Exercise brief
If a line in the following entries holds the string "than", include it in the tally. State the total and nothing further.
-=-=-
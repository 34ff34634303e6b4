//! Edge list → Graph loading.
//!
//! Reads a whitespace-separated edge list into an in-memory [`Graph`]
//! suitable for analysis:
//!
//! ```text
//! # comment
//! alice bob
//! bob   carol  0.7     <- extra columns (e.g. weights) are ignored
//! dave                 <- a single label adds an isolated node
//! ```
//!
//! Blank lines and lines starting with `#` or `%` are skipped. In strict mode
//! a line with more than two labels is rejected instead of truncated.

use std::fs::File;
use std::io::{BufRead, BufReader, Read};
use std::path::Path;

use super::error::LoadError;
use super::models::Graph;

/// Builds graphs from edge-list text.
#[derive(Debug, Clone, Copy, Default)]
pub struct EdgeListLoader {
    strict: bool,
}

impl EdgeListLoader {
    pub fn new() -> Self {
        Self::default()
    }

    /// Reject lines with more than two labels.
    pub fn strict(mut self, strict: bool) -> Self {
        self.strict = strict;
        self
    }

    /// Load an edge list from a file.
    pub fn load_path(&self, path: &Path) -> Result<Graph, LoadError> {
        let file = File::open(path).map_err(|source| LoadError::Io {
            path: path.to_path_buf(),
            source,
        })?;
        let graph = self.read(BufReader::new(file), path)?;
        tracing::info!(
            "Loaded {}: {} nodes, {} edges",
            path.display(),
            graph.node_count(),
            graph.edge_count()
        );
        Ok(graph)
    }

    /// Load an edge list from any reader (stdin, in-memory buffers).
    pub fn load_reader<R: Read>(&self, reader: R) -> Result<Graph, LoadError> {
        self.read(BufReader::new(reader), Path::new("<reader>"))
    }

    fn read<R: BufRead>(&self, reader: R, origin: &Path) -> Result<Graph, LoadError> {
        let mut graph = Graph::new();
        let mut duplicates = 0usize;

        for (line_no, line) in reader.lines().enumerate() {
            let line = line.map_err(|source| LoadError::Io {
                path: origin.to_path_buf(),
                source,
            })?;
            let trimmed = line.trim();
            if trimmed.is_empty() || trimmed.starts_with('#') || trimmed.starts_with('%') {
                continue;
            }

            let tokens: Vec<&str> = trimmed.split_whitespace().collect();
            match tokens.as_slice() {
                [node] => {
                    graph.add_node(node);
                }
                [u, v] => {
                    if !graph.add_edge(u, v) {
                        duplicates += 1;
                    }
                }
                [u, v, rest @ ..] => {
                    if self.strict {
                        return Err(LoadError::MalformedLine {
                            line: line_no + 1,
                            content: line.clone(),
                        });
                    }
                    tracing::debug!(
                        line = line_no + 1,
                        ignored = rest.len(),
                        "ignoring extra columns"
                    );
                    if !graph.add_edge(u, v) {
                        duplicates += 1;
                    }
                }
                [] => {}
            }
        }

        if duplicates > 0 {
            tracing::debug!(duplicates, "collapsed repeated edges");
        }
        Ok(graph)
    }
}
-=-=-
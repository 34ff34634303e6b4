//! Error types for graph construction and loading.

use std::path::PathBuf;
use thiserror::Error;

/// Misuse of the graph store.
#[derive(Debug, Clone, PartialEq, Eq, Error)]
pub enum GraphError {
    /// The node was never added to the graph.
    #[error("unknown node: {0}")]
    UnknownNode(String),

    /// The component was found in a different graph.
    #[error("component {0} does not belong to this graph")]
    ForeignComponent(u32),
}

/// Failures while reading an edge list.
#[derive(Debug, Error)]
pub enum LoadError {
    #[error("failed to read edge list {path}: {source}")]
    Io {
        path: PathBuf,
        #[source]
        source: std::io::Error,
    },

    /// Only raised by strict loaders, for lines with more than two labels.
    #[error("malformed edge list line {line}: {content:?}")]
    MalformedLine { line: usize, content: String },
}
-=-=-
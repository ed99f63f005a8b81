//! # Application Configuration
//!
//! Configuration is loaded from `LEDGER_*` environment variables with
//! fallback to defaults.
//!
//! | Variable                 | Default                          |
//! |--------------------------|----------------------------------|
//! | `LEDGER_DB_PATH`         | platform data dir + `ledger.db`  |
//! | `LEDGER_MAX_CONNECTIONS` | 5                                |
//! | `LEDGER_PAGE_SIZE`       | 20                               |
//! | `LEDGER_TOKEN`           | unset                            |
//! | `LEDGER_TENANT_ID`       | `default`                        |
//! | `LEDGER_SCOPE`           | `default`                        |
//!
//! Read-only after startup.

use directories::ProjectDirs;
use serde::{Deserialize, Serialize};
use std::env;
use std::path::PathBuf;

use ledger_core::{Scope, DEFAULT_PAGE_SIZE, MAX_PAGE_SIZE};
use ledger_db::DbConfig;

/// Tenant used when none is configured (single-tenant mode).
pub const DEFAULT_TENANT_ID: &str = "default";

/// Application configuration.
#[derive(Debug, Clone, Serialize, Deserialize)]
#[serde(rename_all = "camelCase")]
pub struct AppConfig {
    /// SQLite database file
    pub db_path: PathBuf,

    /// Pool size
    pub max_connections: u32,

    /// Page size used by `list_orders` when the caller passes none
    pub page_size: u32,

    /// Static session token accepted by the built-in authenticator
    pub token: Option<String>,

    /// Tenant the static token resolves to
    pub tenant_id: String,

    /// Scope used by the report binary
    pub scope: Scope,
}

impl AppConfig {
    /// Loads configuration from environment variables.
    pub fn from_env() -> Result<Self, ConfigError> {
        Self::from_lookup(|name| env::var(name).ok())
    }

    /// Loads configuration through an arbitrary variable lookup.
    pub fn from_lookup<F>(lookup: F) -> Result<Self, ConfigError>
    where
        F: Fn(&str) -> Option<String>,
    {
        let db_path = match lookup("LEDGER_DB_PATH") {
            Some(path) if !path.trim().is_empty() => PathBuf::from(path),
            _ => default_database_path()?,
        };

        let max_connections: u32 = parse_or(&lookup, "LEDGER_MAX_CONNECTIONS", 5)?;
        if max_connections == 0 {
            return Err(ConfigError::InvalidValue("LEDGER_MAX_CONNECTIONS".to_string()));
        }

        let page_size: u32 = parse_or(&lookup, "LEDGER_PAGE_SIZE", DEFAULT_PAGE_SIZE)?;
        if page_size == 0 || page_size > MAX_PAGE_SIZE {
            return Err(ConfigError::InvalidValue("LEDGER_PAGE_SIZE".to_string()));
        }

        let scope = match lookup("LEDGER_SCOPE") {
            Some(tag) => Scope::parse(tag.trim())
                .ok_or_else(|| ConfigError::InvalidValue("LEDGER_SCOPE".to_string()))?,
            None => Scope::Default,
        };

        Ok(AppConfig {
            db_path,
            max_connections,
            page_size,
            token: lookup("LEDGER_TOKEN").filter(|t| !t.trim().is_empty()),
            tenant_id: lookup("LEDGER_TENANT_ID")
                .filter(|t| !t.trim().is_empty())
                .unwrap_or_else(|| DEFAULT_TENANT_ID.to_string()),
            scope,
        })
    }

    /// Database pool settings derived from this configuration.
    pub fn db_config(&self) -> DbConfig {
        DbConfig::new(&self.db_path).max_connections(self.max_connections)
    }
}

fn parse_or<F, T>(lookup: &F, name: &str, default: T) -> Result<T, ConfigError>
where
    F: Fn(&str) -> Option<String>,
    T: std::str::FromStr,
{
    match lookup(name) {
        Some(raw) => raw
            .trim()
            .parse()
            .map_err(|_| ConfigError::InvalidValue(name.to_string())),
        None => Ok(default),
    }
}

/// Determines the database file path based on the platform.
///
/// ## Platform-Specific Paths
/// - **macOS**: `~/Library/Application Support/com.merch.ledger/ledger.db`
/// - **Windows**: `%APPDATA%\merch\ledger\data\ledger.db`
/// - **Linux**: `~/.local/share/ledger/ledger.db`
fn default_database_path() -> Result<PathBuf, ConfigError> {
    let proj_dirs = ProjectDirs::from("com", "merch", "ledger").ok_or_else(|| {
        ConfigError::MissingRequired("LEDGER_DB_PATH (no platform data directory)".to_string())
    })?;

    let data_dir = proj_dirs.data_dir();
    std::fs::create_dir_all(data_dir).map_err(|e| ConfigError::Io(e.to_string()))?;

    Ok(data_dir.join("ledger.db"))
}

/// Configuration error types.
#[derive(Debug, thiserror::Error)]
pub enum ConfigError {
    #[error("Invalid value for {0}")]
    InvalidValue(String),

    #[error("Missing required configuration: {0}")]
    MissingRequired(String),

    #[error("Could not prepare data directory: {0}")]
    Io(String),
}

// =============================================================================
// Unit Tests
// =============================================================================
-=-=-
Response to this exercise
3